Sediment cores and water column measurements of suspended sediment and flow conditions were taken on the continental shelf off the Atchafalaya River in Louisiana to examine the development and reworking of a seabed flood layer with seasonal variations in river discharge and hydrodynamics. Five stations in water depths of 5–23 m were occupied on the Atchafalaya inner shelf on four cruises from October 1997 to March 1999 representing a range of freshwater input and wave energy conditions. Downcore profiles of the short half-life (53 d) cosmogenic radiotracer 7Be showed a three to fivefold increase in seabed inventory and an increase in depth of penetration during the 1998 high Atchafalaya discharge period (April) at two inshore stations (5–7 m water depth). X-radiograph evidence of the absence of biological mixing at these sites suggests that the 7Be data is recording the deposition of a 1–3 cm thick annual flood deposit. The organic carbon contents and stable carbon isotopic compositions of this flood deposit are distinct and reflect the increased terrestrial influence of the riverine sediment flux. 210Pb and 137Cs sediment profiles indicate that this seasonal deposit is two to six times the long-term (e.g., decadal) accumulation at these sites. Passage of cold fronts on 3–7 d timescales interrupts the formation of these flood deposits, particularly during the rising to early high discharge period (December–March).

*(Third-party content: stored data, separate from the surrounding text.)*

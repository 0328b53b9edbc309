use crate::error::{RenderError, Result};

/// Interpretation of a vertex buffer: stride plus attribute list.
///
/// Invariants (checked by [`VertexLayout::new`]):
/// - stride is non-zero and a multiple of 4
/// - every `offset + format.size() <= stride`, offsets 4-byte aligned
/// - shader locations are unique
#[derive(Debug, Clone, PartialEq, Eq, Hash)]
pub struct VertexLayout {
    stride: u64,
    attributes: Vec<wgpu::VertexAttribute>,
}

impl VertexLayout {
    pub fn new(stride: u64, attributes: Vec<wgpu::VertexAttribute>) -> Result<Self> {
        if stride == 0 || stride % 4 != 0 {
            return Err(RenderError::LayoutMismatch(format!(
                "vertex stride must be a non-zero multiple of 4, got {stride}"
            )));
        }

        for (i, attr) in attributes.iter().enumerate() {
            let end = attr.offset + attr.format.size();
            if end > stride {
                return Err(RenderError::LayoutMismatch(format!(
                    "attribute @location({}) ends at byte {end}, past stride {stride}",
                    attr.shader_location
                )));
            }
            if attr.offset % 4 != 0 {
                return Err(RenderError::LayoutMismatch(format!(
                    "attribute @location({}) offset {} is not 4-byte aligned",
                    attr.shader_location, attr.offset
                )));
            }
            if attributes[..i]
                .iter()
                .any(|a| a.shader_location == attr.shader_location)
            {
                return Err(RenderError::LayoutMismatch(format!(
                    "shader location {} appears twice in the vertex layout",
                    attr.shader_location
                )));
            }
        }

        Ok(Self { stride, attributes })
    }

    /// One `vec2f` position per vertex at `@location(0)`, stride 8.
    pub fn position2d() -> Self {
        Self {
            stride: 8,
            attributes: wgpu::vertex_attr_array![0 => Float32x2].to_vec(),
        }
    }

    #[inline]
    pub fn stride(&self) -> u64 {
        self.stride
    }

    #[inline]
    pub fn attributes(&self) -> &[wgpu::VertexAttribute] {
        &self.attributes
    }

    pub fn attribute(&self, location: u32) -> Option<&wgpu::VertexAttribute> {
        self.attributes.iter().find(|a| a.shader_location == location)
    }

    /// Number of whole vertices in `byte_len` bytes.
    ///
    /// Fails unless `byte_len` is an exact multiple of the stride.
    pub fn vertex_count(&self, byte_len: u64) -> Result<u32> {
        if byte_len % self.stride != 0 {
            return Err(RenderError::LayoutMismatch(format!(
                "{byte_len} bytes is not a whole number of {}-byte vertices",
                self.stride
            )));
        }
        u32::try_from(byte_len / self.stride)
            .map_err(|_| RenderError::LayoutMismatch("vertex count exceeds u32".into()))
    }
}

/// Host-side vertex components paired with their layout.
#[derive(Debug, Clone, PartialEq)]
pub struct VertexData {
    components: Vec<f32>,
    layout: VertexLayout,
    count: u32,
}

impl VertexData {
    /// Fails with `LayoutMismatch` unless `stride * count == byte length`.
    pub fn new(components: Vec<f32>, layout: VertexLayout) -> Result<Self> {
        let byte_len = std::mem::size_of_val(components.as_slice()) as u64;
        let count = layout.vertex_count(byte_len)?;
        Ok(Self {
            components,
            layout,
            count,
        })
    }

    /// Tightly packed 2D positions using [`VertexLayout::position2d`].
    pub fn positions2d(points: &[[f32; 2]]) -> Self {
        let components: Vec<f32> = points.iter().flatten().copied().collect();
        Self {
            count: points.len() as u32,
            components,
            layout: VertexLayout::position2d(),
        }
    }

    #[inline]
    pub fn layout(&self) -> &VertexLayout {
        &self.layout
    }

    #[inline]
    pub fn vertex_count(&self) -> u32 {
        self.count
    }

    #[inline]
    pub fn components(&self) -> &[f32] {
        &self.components
    }

    #[inline]
    pub fn as_bytes(&self) -> &[u8] {
        bytemuck::cast_slice(&self.components)
    }
}

#[cfg(test)]
mod tests {
    use super::*;

    fn attr(format: wgpu::VertexFormat, offset: u64, location: u32) -> wgpu::VertexAttribute {
        wgpu::VertexAttribute {
            format,
            offset,
            shader_location: location,
        }
    }

    // ── layout ────────────────────────────────────────────────────────────

    #[test]
    fn position2d_layout_is_valid() {
        let l = VertexLayout::position2d();
        let rebuilt = VertexLayout::new(l.stride(), l.attributes().to_vec()).unwrap();
        assert_eq!(rebuilt, l);
    }

    #[test]
    fn zero_stride_is_rejected() {
        assert!(matches!(
            VertexLayout::new(0, vec![]),
            Err(RenderError::LayoutMismatch(_))
        ));
    }

    #[test]
    fn attribute_past_stride_is_rejected() {
        let err = VertexLayout::new(8, vec![attr(wgpu::VertexFormat::Float32x3, 0, 0)]);
        assert!(matches!(err, Err(RenderError::LayoutMismatch(_))));
    }

    #[test]
    fn attribute_ending_exactly_at_stride_is_accepted() {
        let l = VertexLayout::new(
            24,
            vec![
                attr(wgpu::VertexFormat::Float32x2, 0, 0),
                attr(wgpu::VertexFormat::Float32x4, 8, 1),
            ],
        );
        assert!(l.is_ok());
    }

    #[test]
    fn duplicate_locations_are_rejected() {
        let err = VertexLayout::new(
            16,
            vec![
                attr(wgpu::VertexFormat::Float32x2, 0, 0),
                attr(wgpu::VertexFormat::Float32x2, 8, 0),
            ],
        );
        assert!(matches!(err, Err(RenderError::LayoutMismatch(_))));
    }

    #[test]
    fn vertex_count_requires_whole_vertices() {
        let l = VertexLayout::position2d();
        assert_eq!(l.vertex_count(24).unwrap(), 3);
        assert!(l.vertex_count(20).is_err());
    }

    // ── data ──────────────────────────────────────────────────────────────

    #[test]
    fn data_size_matches_stride_times_count() {
        let d = VertexData::new(vec![0.0, 0.5, -0.5, -0.5, 0.5, -0.5], VertexLayout::position2d())
            .unwrap();
        assert_eq!(d.vertex_count(), 3);
        assert_eq!(
            d.as_bytes().len() as u64,
            d.layout().stride() * d.vertex_count() as u64
        );
    }

    #[test]
    fn odd_component_count_is_rejected() {
        let err = VertexData::new(vec![0.0, 0.5, 1.0], VertexLayout::position2d());
        assert!(matches!(err, Err(RenderError::LayoutMismatch(_))));
    }

    #[test]
    fn components_follow_stride() {
        let d = VertexData::positions2d(&[[1.0, 2.0], [3.0, 4.0]]);
        let per_vertex = (d.layout().stride() / 4) as usize;
        assert_eq!(&d.components()[per_vertex..], &[3.0, 4.0]);
    }

    #[test]
    fn bytes_are_native_endian_f32() {
        let d = VertexData::positions2d(&[[1.0, 0.0]]);
        assert_eq!(&d.as_bytes()[..4], &1.0f32.to_ne_bytes());
    }
}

The depth of sediment resuspension landward of 10 m water depth during these events may reach 1 cm and decreases offshore. Offshore stations (∼20 m water depth) show only a small increase in deposition during the high Atchafalaya discharge period. Redistribution of sediment from shallower parts of the shelf during the remainder of the year is likely a major supplier to these areas. A station east of the Atchafalaya mouth exhibits no correlation with discharge and no long-term accumulation, indicating minimal influence from the Mississippi discharge 150 km to the east.